## Exercise details
Once you reach the line containing "use chamber_core::records::TaskRecord;" in the data below, restate each line word for word up to and including the one containing "#[tracing::instrument(skip(self, tasks))]".

Stored items
-- Opening Marker --

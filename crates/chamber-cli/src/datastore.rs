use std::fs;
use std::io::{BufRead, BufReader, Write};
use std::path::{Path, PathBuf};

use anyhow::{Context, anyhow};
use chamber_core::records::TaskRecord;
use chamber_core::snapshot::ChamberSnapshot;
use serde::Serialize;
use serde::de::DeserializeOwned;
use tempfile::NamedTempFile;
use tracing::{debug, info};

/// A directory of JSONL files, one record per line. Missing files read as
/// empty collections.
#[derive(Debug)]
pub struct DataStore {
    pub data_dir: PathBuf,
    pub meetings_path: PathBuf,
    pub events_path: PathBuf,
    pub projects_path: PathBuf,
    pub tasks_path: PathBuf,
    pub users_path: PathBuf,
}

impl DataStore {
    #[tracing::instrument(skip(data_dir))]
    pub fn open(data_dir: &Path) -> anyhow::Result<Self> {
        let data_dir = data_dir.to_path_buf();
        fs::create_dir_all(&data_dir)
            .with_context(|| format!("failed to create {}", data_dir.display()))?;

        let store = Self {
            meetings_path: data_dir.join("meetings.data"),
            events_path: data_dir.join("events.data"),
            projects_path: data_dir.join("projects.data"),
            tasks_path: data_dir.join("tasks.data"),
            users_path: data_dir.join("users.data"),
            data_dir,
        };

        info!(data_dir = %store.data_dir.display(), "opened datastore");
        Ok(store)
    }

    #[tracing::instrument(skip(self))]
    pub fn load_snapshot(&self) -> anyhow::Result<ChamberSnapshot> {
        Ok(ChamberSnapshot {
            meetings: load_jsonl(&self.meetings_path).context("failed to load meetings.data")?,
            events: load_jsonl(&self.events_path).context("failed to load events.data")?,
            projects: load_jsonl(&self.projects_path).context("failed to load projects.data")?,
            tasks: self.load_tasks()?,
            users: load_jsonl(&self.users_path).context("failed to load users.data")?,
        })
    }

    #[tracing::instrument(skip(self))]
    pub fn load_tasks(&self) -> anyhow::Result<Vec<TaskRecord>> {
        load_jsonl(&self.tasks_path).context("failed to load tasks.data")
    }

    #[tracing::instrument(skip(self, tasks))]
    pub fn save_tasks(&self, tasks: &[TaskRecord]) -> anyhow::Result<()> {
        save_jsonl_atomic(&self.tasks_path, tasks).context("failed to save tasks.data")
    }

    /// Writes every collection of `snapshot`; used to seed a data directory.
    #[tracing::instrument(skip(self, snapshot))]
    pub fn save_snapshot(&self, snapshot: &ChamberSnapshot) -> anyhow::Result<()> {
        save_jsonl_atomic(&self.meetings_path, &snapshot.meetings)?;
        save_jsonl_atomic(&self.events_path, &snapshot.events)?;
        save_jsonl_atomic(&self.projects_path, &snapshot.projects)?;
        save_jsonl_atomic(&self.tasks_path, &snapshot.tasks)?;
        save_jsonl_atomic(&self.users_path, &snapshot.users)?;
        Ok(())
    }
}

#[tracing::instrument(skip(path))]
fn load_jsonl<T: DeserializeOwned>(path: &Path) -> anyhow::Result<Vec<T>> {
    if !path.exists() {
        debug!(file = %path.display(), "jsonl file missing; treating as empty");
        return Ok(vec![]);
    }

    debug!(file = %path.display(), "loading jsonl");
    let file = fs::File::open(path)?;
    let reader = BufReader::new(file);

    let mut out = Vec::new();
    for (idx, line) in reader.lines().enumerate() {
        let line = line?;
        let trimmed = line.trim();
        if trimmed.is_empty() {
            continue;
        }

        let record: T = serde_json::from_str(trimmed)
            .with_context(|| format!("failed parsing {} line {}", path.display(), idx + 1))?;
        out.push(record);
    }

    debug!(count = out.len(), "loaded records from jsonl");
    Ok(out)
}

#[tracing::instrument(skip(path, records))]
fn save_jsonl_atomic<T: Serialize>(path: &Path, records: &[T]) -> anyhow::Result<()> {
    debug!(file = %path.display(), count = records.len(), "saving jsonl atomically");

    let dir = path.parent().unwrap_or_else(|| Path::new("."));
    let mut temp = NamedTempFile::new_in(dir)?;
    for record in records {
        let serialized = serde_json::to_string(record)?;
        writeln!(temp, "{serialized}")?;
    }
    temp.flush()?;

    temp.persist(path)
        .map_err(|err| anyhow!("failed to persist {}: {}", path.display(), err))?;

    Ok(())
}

-- Closing Marker --

## Reply
use chamber_core::records::TaskRecord;
use chamber_core::snapshot::ChamberSnapshot;
use serde::Serialize;
use serde::de::DeserializeOwned;
use tempfile::NamedTempFile;
use tracing::{debug, info};

/// A directory of JSONL files, one record per line. Missing files read as
/// empty collections.
#[derive(Debug)]
pub struct DataStore {
    pub data_dir: PathBuf,
    pub meetings_path: PathBuf,
    pub events_path: PathBuf,
    pub projects_path: PathBuf,
    pub tasks_path: PathBuf,
    pub users_path: PathBuf,
}

impl DataStore {
    #[tracing::instrument(skip(data_dir))]
    pub fn open(data_dir: &Path) -> anyhow::Result<Self> {
        let data_dir = data_dir.to_path_buf();
        fs::create_dir_all(&data_dir)
            .with_context(|| format!("failed to create {}", data_dir.display()))?;

        let store = Self {
            meetings_path: data_dir.join("meetings.data"),
            events_path: data_dir.join("events.data"),
            projects_path: data_dir.join("projects.data"),
            tasks_path: data_dir.join("tasks.data"),
            users_path: data_dir.join("users.data"),
            data_dir,
        };

        info!(data_dir = %store.data_dir.display(), "opened datastore");
        Ok(store)
    }

    #[tracing::instrument(skip(self))]
    pub fn load_snapshot(&self) -> anyhow::Result<ChamberSnapshot> {
        Ok(ChamberSnapshot {
            meetings: load_jsonl(&self.meetings_path).context("failed to load meetings.data")?,
            events: load_jsonl(&self.events_path).context("failed to load events.data")?,
            projects: load_jsonl(&self.projects_path).context("failed to load projects.data")?,
            tasks: self.load_tasks()?,
            users: load_jsonl(&self.users_path).context("failed to load users.data")?,
        })
    }

    #[tracing::instrument(skip(self))]
    pub fn load_tasks(&self) -> anyhow::Result<Vec<TaskRecord>> {
        load_jsonl(&self.tasks_path).context("failed to load tasks.data")
    }

    #[tracing::instrument(skip(self, tasks))]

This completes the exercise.